>>
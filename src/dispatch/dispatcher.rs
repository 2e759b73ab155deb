//! Fan-out of jobs to the Analyzer.
//!
//! Sync batches run through a bounded pool and are aggregated in submission
//! order. Async batches are submitted fire-and-forget and answered with the
//! launch outcome of each task and its individual callback address.

use super::request::JobBatch;
use crate::config::AnalyzerConfig;
use crate::error::{InvokeError, Result, ServiceError};
use crate::ids;
use crate::invoker::{HttpInvoker, Invoker};
use crate::models::{
    BatchReport, CallbackMethod, DispatchMode, DispatchResponse, Job, LaunchReport,
    LaunchedTask, Task, TaskOutcome, TaskStatus,
};
use futures::future::join_all;
use futures::stream::{self, StreamExt};
use std::sync::Arc;
use std::time::Duration;
use tracing::{debug, info, warn};
use url::Url;

pub const DEFAULT_POOL_SIZE: usize = 10;

/// Parse a callback base address. It must be an http(s) URL that can take
/// additional path segments.
pub fn parse_callback_base(base: &str) -> Result<Url> {
    let url = Url::parse(base.trim()).map_err(|e| {
        ServiceError::Validation(format!("invalid callback_url '{}': {}", base, e))
    })?;

    if !matches!(url.scheme(), "http" | "https") || url.cannot_be_a_base() {
        return Err(ServiceError::Validation(format!(
            "callback_url '{}' must be an http(s) URL with a path",
            base
        )));
    }

    Ok(url)
}

/// Append the task id to a (possibly shared) callback base as one
/// percent-encoded path segment. Query and fragment are kept.
pub fn derive_callback_url(base: &str, task_id: &str) -> Result<String> {
    let mut url = parse_callback_base(base)?;
    url.path_segments_mut()
        .map_err(|_| {
            ServiceError::Validation(format!("callback_url '{}' cannot take a path", base))
        })?
        .pop_if_empty()
        .push(task_id);

    Ok(url.to_string())
}

/// Orchestrates dispatch of job batches.
pub struct Dispatcher {
    invoker: Option<Arc<dyn Invoker>>,
    pool_size: usize,
    invoke_timeout: Duration,
}

impl Dispatcher {
    pub fn new(invoker: Arc<dyn Invoker>, pool_size: usize, invoke_timeout: Duration) -> Self {
        Self {
            invoker: Some(invoker),
            pool_size: pool_size.max(1),
            invoke_timeout,
        }
    }

    /// A dispatcher with no Analyzer behind it. Every dispatch fails with a
    /// configuration error once the request itself has been validated.
    pub fn unconfigured() -> Self {
        Self {
            invoker: None,
            pool_size: DEFAULT_POOL_SIZE,
            invoke_timeout: Duration::from_secs(900),
        }
    }

    /// Build from configuration, using the HTTP invoker when an endpoint is set.
    pub fn from_config(config: &AnalyzerConfig) -> Result<Self> {
        let invoke_timeout = Duration::from_secs(config.timeout_seconds);

        match config.endpoint.as_deref().filter(|e| !e.trim().is_empty()) {
            Some(endpoint) => {
                let invoker = HttpInvoker::new(
                    endpoint,
                    config.timeout_seconds,
                    config.connect_timeout_seconds,
                )
                .map_err(|e| {
                    ServiceError::Configuration(format!("failed to build HTTP client: {}", e))
                })?;
                info!("Analyzer endpoint: {}", endpoint);
                Ok(Self::new(Arc::new(invoker), config.pool_size, invoke_timeout))
            }
            None => {
                warn!("No analyzer endpoint configured; dispatch is disabled");
                Ok(Self {
                    invoke_timeout,
                    pool_size: config.pool_size.max(1),
                    ..Self::unconfigured()
                })
            }
        }
    }

    pub fn is_configured(&self) -> bool {
        self.invoker.is_some()
    }

    pub fn pool_size(&self) -> usize {
        self.pool_size
    }

    fn invoker(&self) -> Result<Arc<dyn Invoker>> {
        self.invoker.clone().ok_or_else(|| {
            ServiceError::Configuration("analyzer endpoint is not configured".to_string())
        })
    }

    /// Dispatch a batch in whichever mode its jobs select.
    ///
    /// Structural problems fail the whole call before any fan-out; per-task
    /// failures are folded into the response.
    pub async fn dispatch(&self, batch: JobBatch) -> Result<DispatchResponse> {
        let mode = batch.mode()?;
        let invoker = self.invoker()?;

        let batch_id = ids::resolve(batch.batch_id.as_deref());
        let tasks = prepare_tasks(&batch_id, batch.jobs, mode)?;

        info!(
            "Dispatching batch {} with {} tasks ({:?} mode)",
            batch_id,
            tasks.len(),
            mode
        );

        let response = match mode {
            DispatchMode::Async => {
                DispatchResponse::Async(self.launch(invoker, batch_id, tasks).await)
            }
            DispatchMode::Sync => DispatchResponse::Sync(self.run(invoker, batch_id, tasks).await),
        };

        Ok(response)
    }

    /// Fire-and-forget every task and report launch outcomes only.
    async fn launch(
        &self,
        invoker: Arc<dyn Invoker>,
        batch_id: String,
        tasks: Vec<Task>,
    ) -> LaunchReport {
        let launches = tasks.iter().map(|task| {
            let invoker = Arc::clone(&invoker);
            async move {
                let result = match invoker.submit(&task.analyzer_request()).await {
                    Ok(ack) => ack.into_result(),
                    Err(e) => Err(e),
                };

                let (status, error) = match result {
                    Ok(()) => {
                        debug!("Task {} launched for {}", task.task_id, task.file_url);
                        (TaskStatus::Launched, None)
                    }
                    Err(e) => {
                        warn!(
                            "Launch of task {} (index {}) failed: {}",
                            task.task_id, task.task_index, e
                        );
                        (TaskStatus::Failed, Some(e.message().to_string()))
                    }
                };

                LaunchedTask {
                    task_index: task.task_index,
                    task_id: task.task_id.clone(),
                    file_url: task.file_url.clone(),
                    callback_url: task.callback_url.clone().unwrap_or_default(),
                    method: task.method,
                    status,
                    error,
                }
            }
        });

        let launched_tasks = join_all(launches).await;
        let launched = launched_tasks
            .iter()
            .filter(|t| t.status == TaskStatus::Launched)
            .count();
        let failed = launched_tasks.len() - launched;

        info!(
            "Batch {} launched: {} accepted, {} rejected",
            batch_id, launched, failed
        );

        LaunchReport {
            message: "Analysis launched asynchronously".to_string(),
            batch_id,
            total_tasks: launched_tasks.len(),
            launched,
            failed,
            tasks: launched_tasks,
        }
    }

    /// Invoke every task through the bounded pool and aggregate in
    /// submission order.
    async fn run(&self, invoker: Arc<dyn Invoker>, batch_id: String, tasks: Vec<Task>) -> BatchReport {
        let total = tasks.len();
        let invoke_timeout = self.invoke_timeout;

        let mut outcomes = stream::iter(tasks)
            .map(|task| {
                let invoker = Arc::clone(&invoker);
                async move {
                    let request = task.analyzer_request();
                    let handle = tokio::spawn(async move {
                        match tokio::time::timeout(invoke_timeout, invoker.invoke(&request)).await {
                            Ok(result) => result,
                            Err(_) => Err(InvokeError::Invocation(format!(
                                "no response within {:?}",
                                invoke_timeout
                            ))),
                        }
                    });

                    let result = match handle.await {
                        Ok(result) => result,
                        Err(e) => Err(InvokeError::Invocation(format!(
                            "invocation aborted: {}",
                            e
                        ))),
                    };

                    if let Err(ref e) = result {
                        warn!(
                            "Task {} (index {}) failed: {}",
                            task.task_id, task.task_index, e
                        );
                    }

                    TaskOutcome::from_result(&task, result)
                }
            })
            .buffer_unordered(self.pool_size);

        // Slots keyed by submission position; completion order never leaks.
        let mut slots: Vec<Option<TaskOutcome>> = vec![None; total];
        while let Some(outcome) = outcomes.next().await {
            let index = outcome.task_index;
            slots[index] = Some(outcome);
        }
        let results: Vec<TaskOutcome> = slots.into_iter().flatten().collect();

        let successful = results.iter().filter(|r| r.success).count();
        let failed = results.len() - successful;

        info!(
            "Batch {} finished: {} succeeded, {} failed",
            batch_id, successful, failed
        );

        BatchReport {
            message: "Batch processed".to_string(),
            batch_id,
            total_tasks: total,
            successful,
            failed,
            results,
        }
    }
}

/// Assign ids, positions and individual callback addresses.
fn prepare_tasks(batch_id: &str, jobs: Vec<Job>, mode: DispatchMode) -> Result<Vec<Task>> {
    jobs.into_iter()
        .enumerate()
        .map(|(task_index, job)| {
            let task_id = ids::resolve(job.task_id.as_deref());
            let callback_url = match (mode, job.callback_url.as_deref()) {
                (DispatchMode::Async, Some(base)) => Some(derive_callback_url(base, &task_id)?),
                _ => None,
            };
            let status = match mode {
                DispatchMode::Async => TaskStatus::Launched,
                DispatchMode::Sync => TaskStatus::Processing,
            };

            Ok(Task {
                task_id,
                batch_id: batch_id.to_string(),
                task_index,
                file_url: job.file_url,
                callback_url,
                method: job.method.unwrap_or(CallbackMethod::Post),
                status,
            })
        })
        .collect()
}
<<
* Prompt
Work out how many lines of the material include the word "tokio", then answer with that number alone.

* Answer to this exercise
2